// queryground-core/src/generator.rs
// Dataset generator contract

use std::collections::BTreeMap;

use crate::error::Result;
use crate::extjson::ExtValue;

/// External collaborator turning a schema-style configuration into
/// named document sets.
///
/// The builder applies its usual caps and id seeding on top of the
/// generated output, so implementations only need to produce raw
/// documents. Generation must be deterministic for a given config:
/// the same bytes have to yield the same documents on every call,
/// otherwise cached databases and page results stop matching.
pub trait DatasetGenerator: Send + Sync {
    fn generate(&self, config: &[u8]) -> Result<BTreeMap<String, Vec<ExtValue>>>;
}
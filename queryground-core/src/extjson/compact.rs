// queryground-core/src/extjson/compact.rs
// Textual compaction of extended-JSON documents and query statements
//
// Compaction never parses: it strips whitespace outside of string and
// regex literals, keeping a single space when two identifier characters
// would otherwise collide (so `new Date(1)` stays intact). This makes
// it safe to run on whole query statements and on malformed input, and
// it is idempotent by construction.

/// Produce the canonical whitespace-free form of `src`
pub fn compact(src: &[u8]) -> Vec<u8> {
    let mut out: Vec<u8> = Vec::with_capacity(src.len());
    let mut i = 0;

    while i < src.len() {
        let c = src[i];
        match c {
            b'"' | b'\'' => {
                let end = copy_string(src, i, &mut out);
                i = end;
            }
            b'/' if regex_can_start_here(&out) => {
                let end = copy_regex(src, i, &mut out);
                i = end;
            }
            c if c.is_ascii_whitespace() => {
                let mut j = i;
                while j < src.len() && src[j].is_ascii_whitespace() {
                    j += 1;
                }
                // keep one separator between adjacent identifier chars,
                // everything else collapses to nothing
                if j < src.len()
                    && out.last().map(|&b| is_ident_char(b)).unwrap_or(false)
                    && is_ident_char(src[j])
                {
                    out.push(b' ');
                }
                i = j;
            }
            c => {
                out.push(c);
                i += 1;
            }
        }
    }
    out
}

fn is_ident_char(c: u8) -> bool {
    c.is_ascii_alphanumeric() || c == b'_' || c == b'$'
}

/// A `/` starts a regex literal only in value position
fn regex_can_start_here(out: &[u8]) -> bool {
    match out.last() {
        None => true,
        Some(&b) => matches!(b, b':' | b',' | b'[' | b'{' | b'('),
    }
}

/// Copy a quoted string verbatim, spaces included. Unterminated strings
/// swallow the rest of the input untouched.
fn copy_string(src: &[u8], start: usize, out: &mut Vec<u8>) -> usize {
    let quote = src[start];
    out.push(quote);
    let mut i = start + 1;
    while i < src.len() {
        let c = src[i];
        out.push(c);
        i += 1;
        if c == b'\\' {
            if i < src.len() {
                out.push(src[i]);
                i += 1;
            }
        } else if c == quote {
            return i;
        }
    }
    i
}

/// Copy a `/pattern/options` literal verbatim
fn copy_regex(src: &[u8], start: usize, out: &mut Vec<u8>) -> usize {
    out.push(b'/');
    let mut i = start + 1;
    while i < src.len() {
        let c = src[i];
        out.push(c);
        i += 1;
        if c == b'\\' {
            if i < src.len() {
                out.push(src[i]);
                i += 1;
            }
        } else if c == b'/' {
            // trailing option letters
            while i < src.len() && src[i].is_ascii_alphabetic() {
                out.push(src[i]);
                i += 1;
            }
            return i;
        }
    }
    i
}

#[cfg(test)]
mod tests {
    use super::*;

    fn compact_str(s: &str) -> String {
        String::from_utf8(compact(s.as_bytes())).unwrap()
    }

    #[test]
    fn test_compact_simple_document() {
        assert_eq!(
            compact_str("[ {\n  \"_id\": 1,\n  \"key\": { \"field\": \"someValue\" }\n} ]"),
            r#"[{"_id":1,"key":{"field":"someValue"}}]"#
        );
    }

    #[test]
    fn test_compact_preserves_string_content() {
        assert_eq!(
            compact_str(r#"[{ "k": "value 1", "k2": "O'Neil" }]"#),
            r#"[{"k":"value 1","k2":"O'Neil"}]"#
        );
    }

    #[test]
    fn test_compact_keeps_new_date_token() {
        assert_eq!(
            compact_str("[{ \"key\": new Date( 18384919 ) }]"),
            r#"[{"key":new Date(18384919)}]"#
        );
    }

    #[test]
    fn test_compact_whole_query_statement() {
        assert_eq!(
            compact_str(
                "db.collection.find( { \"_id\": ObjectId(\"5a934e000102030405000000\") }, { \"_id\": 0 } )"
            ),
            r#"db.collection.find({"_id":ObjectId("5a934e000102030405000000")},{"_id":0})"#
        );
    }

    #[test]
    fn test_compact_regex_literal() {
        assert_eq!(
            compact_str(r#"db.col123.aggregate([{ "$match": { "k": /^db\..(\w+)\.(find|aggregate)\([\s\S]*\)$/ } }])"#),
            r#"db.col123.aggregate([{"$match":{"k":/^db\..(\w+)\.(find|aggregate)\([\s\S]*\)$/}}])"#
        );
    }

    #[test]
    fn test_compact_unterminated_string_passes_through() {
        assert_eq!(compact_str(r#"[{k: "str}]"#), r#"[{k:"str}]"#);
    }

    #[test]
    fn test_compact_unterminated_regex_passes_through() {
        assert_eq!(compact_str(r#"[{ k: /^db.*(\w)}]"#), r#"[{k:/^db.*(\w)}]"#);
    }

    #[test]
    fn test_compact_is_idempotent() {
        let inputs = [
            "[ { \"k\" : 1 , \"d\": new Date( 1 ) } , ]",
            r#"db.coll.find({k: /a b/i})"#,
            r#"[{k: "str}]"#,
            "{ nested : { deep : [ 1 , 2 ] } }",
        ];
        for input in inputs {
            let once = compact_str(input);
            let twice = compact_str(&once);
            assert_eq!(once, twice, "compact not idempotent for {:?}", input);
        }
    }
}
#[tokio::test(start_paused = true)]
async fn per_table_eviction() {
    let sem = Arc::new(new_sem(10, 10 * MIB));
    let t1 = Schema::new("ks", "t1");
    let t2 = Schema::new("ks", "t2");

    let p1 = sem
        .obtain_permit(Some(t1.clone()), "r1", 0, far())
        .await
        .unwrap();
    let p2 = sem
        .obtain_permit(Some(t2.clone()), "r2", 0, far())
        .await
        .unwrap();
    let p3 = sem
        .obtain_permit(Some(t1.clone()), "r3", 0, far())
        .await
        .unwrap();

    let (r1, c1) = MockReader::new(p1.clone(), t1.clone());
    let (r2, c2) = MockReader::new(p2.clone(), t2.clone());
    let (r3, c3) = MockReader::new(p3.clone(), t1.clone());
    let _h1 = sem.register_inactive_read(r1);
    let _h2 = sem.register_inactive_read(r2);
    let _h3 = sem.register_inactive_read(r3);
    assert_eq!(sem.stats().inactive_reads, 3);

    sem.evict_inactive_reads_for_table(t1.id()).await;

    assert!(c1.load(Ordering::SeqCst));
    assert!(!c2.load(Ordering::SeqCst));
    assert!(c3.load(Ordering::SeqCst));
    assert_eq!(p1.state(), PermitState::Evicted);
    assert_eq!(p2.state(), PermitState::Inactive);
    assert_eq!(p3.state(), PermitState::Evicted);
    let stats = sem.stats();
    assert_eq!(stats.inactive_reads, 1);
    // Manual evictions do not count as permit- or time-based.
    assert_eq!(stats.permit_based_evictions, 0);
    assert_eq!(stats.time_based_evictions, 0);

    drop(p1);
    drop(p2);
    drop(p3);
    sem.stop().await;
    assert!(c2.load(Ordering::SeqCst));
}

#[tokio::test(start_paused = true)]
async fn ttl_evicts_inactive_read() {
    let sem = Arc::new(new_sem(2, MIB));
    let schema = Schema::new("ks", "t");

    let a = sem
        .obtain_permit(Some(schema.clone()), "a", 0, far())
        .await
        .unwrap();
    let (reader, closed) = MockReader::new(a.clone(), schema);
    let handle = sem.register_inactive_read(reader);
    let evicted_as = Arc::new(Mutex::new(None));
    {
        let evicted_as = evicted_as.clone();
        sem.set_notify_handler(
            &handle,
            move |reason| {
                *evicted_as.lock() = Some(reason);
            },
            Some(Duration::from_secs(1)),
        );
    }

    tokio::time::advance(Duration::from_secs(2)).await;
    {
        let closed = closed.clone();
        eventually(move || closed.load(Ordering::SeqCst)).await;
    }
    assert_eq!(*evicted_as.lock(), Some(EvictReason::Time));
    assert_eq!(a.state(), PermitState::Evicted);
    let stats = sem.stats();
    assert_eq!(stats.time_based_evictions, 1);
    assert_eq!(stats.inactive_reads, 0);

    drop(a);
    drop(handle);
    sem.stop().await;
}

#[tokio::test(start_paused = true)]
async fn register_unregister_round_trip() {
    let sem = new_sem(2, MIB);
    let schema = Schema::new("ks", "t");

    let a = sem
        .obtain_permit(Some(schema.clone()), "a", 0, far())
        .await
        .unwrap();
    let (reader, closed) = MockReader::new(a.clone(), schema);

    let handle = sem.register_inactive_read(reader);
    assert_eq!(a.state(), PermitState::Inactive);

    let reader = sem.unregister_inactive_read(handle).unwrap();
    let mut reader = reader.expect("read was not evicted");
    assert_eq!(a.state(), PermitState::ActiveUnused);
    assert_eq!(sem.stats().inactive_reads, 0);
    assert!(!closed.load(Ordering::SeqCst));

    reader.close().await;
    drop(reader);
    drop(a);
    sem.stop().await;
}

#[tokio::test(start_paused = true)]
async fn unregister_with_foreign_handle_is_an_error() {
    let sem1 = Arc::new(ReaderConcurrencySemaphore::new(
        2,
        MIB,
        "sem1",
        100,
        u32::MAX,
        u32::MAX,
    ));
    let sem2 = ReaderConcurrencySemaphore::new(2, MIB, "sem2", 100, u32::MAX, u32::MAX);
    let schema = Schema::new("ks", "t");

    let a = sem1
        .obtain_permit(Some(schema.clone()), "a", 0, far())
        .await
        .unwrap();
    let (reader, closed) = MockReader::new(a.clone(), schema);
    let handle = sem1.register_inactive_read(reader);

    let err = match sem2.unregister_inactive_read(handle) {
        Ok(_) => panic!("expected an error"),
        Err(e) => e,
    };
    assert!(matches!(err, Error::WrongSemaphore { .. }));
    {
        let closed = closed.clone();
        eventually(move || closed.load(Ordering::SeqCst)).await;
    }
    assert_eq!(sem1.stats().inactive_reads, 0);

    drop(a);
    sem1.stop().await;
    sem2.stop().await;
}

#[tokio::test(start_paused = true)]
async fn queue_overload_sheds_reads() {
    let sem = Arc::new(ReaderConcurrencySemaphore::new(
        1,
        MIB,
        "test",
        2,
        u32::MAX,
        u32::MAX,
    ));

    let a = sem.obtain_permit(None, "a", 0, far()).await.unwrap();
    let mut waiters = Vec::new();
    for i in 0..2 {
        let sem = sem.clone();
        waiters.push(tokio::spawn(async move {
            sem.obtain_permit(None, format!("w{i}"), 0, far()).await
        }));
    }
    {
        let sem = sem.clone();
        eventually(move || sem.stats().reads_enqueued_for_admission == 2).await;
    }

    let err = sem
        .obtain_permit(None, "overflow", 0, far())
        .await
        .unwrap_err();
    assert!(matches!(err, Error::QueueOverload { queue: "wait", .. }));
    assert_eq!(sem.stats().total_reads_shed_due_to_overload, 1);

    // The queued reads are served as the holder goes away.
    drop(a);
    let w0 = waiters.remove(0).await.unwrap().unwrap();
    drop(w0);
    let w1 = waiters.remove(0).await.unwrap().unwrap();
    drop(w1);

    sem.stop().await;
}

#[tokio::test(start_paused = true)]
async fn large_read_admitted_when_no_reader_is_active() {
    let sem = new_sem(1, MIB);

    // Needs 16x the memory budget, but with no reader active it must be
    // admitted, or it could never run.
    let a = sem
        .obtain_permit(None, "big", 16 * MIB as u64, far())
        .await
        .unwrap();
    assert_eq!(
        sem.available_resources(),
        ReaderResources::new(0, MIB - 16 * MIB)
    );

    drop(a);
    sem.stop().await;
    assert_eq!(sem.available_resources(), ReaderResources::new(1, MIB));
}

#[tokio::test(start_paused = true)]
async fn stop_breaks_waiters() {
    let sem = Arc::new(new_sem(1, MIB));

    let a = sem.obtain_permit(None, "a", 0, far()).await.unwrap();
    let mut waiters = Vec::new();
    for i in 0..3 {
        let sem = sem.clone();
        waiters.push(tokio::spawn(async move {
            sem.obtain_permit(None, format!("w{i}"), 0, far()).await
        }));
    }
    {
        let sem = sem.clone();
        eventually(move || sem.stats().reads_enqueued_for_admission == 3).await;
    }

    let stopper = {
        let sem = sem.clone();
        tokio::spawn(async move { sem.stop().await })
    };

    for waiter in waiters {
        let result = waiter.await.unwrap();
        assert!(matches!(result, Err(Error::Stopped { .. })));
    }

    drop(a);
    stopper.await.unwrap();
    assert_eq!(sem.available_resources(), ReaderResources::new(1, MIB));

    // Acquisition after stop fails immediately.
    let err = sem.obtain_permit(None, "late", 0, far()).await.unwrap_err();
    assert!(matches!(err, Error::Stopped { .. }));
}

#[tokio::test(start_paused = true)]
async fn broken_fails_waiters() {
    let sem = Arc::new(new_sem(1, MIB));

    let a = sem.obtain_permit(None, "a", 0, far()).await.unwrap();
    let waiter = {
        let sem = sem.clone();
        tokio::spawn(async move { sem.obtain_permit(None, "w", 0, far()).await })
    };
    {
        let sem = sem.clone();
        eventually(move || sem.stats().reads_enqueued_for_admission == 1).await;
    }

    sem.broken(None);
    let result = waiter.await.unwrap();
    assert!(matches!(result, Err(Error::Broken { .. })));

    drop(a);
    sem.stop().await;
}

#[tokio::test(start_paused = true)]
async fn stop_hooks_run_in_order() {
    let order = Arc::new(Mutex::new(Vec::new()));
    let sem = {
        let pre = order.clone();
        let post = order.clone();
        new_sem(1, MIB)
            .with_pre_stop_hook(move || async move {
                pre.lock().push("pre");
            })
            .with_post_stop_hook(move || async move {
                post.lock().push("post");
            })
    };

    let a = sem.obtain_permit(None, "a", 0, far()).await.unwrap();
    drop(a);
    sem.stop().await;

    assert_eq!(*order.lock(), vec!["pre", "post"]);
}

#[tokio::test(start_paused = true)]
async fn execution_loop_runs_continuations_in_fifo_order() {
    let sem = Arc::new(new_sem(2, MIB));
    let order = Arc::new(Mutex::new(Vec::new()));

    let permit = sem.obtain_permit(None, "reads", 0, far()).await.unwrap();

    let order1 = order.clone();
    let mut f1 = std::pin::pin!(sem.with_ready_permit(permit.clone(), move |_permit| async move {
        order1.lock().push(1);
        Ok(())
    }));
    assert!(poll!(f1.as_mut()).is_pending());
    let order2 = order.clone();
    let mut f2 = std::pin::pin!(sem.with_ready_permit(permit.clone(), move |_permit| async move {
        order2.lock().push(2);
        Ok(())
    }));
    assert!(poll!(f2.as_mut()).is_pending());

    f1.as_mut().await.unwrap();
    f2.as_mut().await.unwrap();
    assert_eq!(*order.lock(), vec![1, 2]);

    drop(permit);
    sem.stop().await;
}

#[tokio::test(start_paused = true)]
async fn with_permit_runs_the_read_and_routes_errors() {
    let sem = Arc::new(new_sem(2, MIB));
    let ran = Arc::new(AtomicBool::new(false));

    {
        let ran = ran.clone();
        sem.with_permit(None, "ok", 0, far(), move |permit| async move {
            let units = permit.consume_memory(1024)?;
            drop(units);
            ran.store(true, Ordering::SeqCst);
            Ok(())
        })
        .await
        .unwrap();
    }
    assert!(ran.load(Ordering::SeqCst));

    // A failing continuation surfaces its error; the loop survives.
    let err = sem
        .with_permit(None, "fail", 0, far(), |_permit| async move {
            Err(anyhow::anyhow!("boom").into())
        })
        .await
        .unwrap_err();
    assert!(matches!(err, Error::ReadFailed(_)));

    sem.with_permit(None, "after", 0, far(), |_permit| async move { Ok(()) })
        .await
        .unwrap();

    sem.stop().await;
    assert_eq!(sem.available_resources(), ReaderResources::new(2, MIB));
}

[ASSIGNMENT] What do the lines above say from the one containing "tokio::time::advance(Duration::from_secs(2)).await;" down to the one containing "drop(handle);"? Return them exactly, both end lines included, and only them.

[SOLUTION TO THIS PROBLEM]
    tokio::time::advance(Duration::from_secs(2)).await;
    {
        let closed = closed.clone();
        eventually(move || closed.load(Ordering::SeqCst)).await;
    }
    assert_eq!(*evicted_as.lock(), Some(EvictReason::Time));
    assert_eq!(a.state(), PermitState::Evicted);
    let stats = sem.stats();
    assert_eq!(stats.time_based_evictions, 1);
    assert_eq!(stats.inactive_reads, 0);

    drop(a);
    drop(handle);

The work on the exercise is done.